Search through the entries for the word "WalletEvent" and copy every line that has it.

---- Available data

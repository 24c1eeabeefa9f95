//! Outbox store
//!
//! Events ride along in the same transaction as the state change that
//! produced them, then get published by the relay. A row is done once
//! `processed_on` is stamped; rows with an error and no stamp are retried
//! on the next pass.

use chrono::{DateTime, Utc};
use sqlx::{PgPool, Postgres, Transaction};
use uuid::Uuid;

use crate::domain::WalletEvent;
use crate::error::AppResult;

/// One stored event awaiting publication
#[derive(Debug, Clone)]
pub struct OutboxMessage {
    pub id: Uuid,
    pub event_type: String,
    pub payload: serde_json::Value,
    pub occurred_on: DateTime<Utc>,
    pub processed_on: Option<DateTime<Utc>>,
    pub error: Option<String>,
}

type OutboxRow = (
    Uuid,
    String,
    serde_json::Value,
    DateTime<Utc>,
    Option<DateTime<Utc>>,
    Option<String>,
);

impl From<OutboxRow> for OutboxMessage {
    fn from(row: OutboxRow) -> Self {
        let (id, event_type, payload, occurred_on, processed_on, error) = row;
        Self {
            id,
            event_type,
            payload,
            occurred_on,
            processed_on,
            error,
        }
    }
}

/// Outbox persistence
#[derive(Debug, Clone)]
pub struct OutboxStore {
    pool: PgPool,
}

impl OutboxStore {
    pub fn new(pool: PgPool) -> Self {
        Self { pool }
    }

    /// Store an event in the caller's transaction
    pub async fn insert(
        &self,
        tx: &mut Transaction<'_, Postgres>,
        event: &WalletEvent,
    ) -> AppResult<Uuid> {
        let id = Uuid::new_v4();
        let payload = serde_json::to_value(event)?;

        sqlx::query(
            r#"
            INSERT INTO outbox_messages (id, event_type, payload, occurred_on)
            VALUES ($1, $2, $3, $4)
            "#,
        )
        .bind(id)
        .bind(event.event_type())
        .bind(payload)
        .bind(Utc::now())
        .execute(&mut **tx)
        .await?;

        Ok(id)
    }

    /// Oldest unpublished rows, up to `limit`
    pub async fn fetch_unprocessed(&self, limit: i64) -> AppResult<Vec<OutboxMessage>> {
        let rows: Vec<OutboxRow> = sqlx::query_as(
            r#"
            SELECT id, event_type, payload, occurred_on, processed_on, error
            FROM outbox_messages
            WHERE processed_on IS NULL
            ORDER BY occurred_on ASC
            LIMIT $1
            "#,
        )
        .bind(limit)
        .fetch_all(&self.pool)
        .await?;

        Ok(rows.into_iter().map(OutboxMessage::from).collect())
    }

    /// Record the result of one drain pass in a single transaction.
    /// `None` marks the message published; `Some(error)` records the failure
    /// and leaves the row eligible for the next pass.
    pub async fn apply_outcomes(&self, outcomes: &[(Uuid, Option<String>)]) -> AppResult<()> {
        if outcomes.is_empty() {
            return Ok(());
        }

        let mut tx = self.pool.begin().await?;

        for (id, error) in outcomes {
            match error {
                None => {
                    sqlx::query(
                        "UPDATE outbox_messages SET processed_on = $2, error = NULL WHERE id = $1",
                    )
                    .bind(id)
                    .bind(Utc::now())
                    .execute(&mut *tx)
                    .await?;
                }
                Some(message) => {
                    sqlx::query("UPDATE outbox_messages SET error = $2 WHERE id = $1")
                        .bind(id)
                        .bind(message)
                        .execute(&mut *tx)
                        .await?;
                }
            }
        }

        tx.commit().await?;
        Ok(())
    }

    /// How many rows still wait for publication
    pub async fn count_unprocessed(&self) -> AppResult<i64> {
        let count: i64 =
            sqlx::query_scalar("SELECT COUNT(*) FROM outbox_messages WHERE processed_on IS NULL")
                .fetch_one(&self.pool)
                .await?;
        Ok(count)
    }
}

--------
---- Available data

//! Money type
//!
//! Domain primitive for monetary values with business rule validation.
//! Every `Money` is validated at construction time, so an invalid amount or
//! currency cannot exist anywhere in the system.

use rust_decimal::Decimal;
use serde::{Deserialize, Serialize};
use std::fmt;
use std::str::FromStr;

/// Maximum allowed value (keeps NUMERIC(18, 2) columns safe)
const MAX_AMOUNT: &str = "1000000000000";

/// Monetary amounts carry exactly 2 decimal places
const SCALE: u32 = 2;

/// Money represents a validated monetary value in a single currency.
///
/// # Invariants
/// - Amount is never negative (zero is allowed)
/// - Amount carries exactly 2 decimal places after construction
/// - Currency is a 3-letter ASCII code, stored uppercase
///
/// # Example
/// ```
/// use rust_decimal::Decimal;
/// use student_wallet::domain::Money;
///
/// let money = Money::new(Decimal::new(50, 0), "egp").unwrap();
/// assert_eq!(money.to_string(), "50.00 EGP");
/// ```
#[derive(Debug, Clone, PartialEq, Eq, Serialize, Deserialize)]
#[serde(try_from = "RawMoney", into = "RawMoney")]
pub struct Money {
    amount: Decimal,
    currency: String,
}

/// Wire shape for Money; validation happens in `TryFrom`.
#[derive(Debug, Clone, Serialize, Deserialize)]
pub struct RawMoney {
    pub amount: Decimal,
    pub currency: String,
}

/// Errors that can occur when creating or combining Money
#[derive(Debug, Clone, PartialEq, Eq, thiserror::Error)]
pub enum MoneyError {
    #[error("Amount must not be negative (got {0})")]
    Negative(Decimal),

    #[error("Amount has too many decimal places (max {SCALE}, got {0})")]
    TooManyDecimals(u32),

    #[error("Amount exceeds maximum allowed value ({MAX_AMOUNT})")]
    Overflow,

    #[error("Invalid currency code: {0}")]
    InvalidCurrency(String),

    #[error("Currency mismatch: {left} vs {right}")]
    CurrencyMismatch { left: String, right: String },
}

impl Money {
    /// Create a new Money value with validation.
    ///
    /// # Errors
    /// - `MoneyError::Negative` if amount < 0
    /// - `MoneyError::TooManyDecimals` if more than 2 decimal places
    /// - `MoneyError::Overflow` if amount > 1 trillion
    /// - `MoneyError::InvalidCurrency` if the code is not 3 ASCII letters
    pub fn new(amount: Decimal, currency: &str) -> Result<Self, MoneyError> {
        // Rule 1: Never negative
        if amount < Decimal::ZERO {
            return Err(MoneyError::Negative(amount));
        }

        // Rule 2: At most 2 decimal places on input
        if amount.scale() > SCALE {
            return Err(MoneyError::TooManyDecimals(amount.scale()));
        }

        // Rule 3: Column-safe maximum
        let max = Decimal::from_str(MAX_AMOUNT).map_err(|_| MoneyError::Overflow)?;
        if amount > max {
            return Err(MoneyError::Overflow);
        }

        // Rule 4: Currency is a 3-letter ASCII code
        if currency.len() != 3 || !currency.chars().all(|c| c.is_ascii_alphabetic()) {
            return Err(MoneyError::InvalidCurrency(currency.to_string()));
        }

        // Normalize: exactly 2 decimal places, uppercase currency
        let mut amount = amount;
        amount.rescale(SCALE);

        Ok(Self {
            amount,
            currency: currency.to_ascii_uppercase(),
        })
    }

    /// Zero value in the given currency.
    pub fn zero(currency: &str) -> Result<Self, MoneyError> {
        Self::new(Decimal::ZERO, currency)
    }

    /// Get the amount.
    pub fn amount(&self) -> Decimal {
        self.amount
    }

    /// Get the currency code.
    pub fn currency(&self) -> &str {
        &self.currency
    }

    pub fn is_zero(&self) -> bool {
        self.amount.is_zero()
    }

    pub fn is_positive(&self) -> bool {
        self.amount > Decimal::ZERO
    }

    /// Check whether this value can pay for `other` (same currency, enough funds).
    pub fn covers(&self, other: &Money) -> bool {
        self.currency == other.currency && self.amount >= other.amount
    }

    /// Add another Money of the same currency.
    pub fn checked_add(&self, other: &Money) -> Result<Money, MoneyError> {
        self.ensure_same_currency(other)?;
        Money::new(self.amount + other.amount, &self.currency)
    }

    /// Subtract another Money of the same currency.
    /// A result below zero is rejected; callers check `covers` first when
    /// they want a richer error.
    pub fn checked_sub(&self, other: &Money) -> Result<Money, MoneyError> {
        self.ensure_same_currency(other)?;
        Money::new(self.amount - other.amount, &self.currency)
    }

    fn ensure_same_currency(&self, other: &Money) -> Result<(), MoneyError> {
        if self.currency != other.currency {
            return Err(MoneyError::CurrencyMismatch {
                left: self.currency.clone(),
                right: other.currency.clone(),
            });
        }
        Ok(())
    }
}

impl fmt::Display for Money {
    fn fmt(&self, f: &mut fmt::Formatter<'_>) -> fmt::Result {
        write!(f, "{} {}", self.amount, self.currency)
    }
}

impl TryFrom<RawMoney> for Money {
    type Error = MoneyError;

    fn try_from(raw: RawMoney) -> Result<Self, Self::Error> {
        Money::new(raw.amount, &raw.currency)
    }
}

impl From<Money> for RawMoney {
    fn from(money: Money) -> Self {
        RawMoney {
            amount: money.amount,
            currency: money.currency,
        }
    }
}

--------
---- Available data

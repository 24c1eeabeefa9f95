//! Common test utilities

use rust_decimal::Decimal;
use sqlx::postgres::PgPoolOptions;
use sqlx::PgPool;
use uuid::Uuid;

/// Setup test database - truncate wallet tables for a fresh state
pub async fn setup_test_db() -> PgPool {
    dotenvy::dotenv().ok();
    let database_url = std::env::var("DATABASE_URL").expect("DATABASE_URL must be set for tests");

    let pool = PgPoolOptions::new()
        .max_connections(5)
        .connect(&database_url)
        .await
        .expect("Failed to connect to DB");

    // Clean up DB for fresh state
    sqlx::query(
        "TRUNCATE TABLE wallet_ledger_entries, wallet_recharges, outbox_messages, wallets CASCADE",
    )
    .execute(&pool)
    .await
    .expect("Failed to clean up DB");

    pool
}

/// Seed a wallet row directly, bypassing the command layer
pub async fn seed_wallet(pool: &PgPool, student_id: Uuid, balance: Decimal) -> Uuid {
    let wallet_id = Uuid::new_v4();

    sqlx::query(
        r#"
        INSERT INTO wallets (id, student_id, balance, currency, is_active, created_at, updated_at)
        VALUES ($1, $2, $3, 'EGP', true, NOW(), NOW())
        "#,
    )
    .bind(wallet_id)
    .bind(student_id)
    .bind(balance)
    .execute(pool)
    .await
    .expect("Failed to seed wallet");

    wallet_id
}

--------

__Answer area__
use crate::domain::WalletEvent;
        event: &WalletEvent,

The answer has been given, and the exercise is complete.